- Born: 18 June 1900 Dorchester, Dorset, England
- Died: 17 May 1967 (aged 66) At sea
- Occupation: Zoologist

= Patrick Desmond Fitzgerald Murray =

English-born Australian zoologist

Patrick Desmond Fitzgerald Murray DSc FAA (18 June 1900 – 17 May 1967), also known as P. D. F. Murray, was an English-born Australian zoologist. He held the Challis Chair of Zoology from 1949 to 1960.

==Early life==
Murray was born on 18 June 1900 in Dorchester, Dorset, England to Sybil Maud (née Jenkins) and John Hubert Plunkett Murray. His father, John, was at the time in the British Army and later became the Lieutenant-Governor of Territory of Papua. He attended Saint Ignatius' College and then went to the University of Sydney where he received both his baccalaureate and his doctorate. He also received a baccalaureate from Magdalen College, Oxford.

==Career==
Murray's career started upon his return to Sydney in 1924. He was appointed as a Macleay fellow at the Linnean Society of New South Wales. He was also made a lecturer at the University of Sydney. In 1936, Murray was appointed as a demonstrator at Bedford College. In 1939, he became a reader in biology and comparative anatomy at Barts. In 1949, he was appointed as Challis Chair of Zoology at the University of Sydney and held the position until he resigned due to illness. In 1960, he moved to University of New England to allow himself to focus more on zoology than administrative work and also to reduce stress to not worsen his health. He held that position until retiring in 1966; upon his retirement from the university, he was named an honorary research fellow.

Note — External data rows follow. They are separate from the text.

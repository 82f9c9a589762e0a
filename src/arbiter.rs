use crate::config::ArbiterConfig;
use crate::trigger::{TriggerCandidate, TriggerCategory};
use std::collections::HashMap;
use std::time::{Duration, Instant};

/// Tracks when remarks were last accepted, globally and per category.
///
/// The clock is injected: callers pass the cycle's `now` so suppression
/// decisions are reproducible in tests without sleeping.
pub struct CooldownState {
    last_global: Option<Instant>,
    last_by_category: HashMap<TriggerCategory, Instant>,
}

impl CooldownState {
    pub fn new() -> Self {
        Self {
            last_global: None,
            last_by_category: HashMap::new(),
        }
    }

    /// Record an acceptance: stamps the global slot and the category slot.
    pub fn stamp(&mut self, category: TriggerCategory, now: Instant) {
        self.last_global = Some(now);
        self.last_by_category.insert(category, now);
    }

    pub fn is_cooling_down_global(&self, now: Instant, window: Duration) -> bool {
        self.last_global
            .is_some_and(|last| now.saturating_duration_since(last) < window)
    }

    pub fn is_cooling_down(
        &self,
        category: TriggerCategory,
        now: Instant,
        window: Duration,
    ) -> bool {
        self.last_by_category
            .get(&category)
            .is_some_and(|last| now.saturating_duration_since(*last) < window)
    }

    /// Remaining category cooldown, or `None` when the category is clear.
    pub fn remaining(
        &self,
        category: TriggerCategory,
        now: Instant,
        window: Duration,
    ) -> Option<Duration> {
        let last = self.last_by_category.get(&category)?;
        let elapsed = now.saturating_duration_since(*last);
        if elapsed < window {
            Some(window - elapsed)
        } else {
            None
        }
    }

    /// Forget all stamps (full engine reset).
    pub fn clear(&mut self) {
        self.last_global = None;
        self.last_by_category.clear();
    }
}

impl Default for CooldownState {
    fn default() -> Self {
        Self::new()
    }
}

/// Picks at most one candidate per cycle: cooldown gates first, then highest
/// priority, ties broken by the configured precedence table.
///
/// Cooldowns are stamped at acceptance, before any generation is attempted,
/// so a failed or declined generation still consumes the slot.
pub struct Arbiter {
    config: ArbiterConfig,
}

impl Arbiter {
    pub fn new(config: ArbiterConfig) -> Self {
        Self { config }
    }

    pub fn select(
        &self,
        candidates: Vec<TriggerCandidate>,
        now: Instant,
        cooldowns: &mut CooldownState,
    ) -> Option<TriggerCandidate> {
        if candidates.is_empty() {
            return None;
        }

        if cooldowns.is_cooling_down_global(now, self.config.global_cooldown()) {
            tracing::debug!(
                candidates = candidates.len(),
                "all candidates suppressed by global cooldown"
            );
            return None;
        }

        let mut winner: Option<TriggerCandidate> = None;
        for candidate in candidates {
            let window = self.config.cooldown_secs.for_category(candidate.category);
            if cooldowns.is_cooling_down(candidate.category, now, window) {
                tracing::debug!(
                    category = %candidate.category,
                    remaining_ms = cooldowns
                        .remaining(candidate.category, now, window)
                        .map_or(0, |d| d.as_millis()),
                    "candidate suppressed by category cooldown"
                );
                continue;
            }

            winner = match winner {
                Some(current) if self.outranks(&candidate, &current) => Some(candidate),
                Some(current) => Some(current),
                None => Some(candidate),
            };
        }

        let accepted = winner?;
        cooldowns.stamp(accepted.category, now);
        tracing::debug!(
            category = %accepted.category,
            priority = accepted.priority,
            "candidate accepted"
        );
        Some(accepted)
    }

    /// Strictly higher priority wins; equal priority falls back to the
    /// precedence table, earlier entry first. Equal rank keeps the incumbent,
    /// so selection is stable in detection order.
    fn outranks(&self, challenger: &TriggerCandidate, incumbent: &TriggerCandidate) -> bool {
        if challenger.priority != incumbent.priority {
            return challenger.priority > incumbent.priority;
        }
        self.rank(challenger.category) < self.rank(incumbent.category)
    }

    fn rank(&self, category: TriggerCategory) -> usize {
        self.config
            .precedence
            .iter()
            .position(|entry| *entry == category)
            .unwrap_or(self.config.precedence.len())
    }
}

His research largely focused on embryology and morphogenesis in a lab setting. His work at the University of Sydney largely focused around how different parts of chick embryos develop. Specifically, his work focused on the development of single somites, which develop early in embryonic development. He also focused on unsegmented mesoderms and the skeletal development of chicks in the embryonic stage. He accomplished this by using chorioallantonic grafts, which became a signature part of the later work in his career. His work after leaving from the University of Sydney was focused around the development of the heart in the embryonic stages of a chick.

==Personal life==
Murray had no children. Murray had two marriages. His first was to Margery Holland with the wedding in 1925 and ending in 1966 with a dissolution. Later in 1966, he married Jascha Ann Morgan, a university lecturer. He died at sea on 17 May 1967 on board the Achille Lauro en route to Strangeways Laboratory in Cambridge.

Murray was a largely private person; however, he did oppose the Communist Party Dissolution Bill 1950 and was in opposition to nuclear weapons.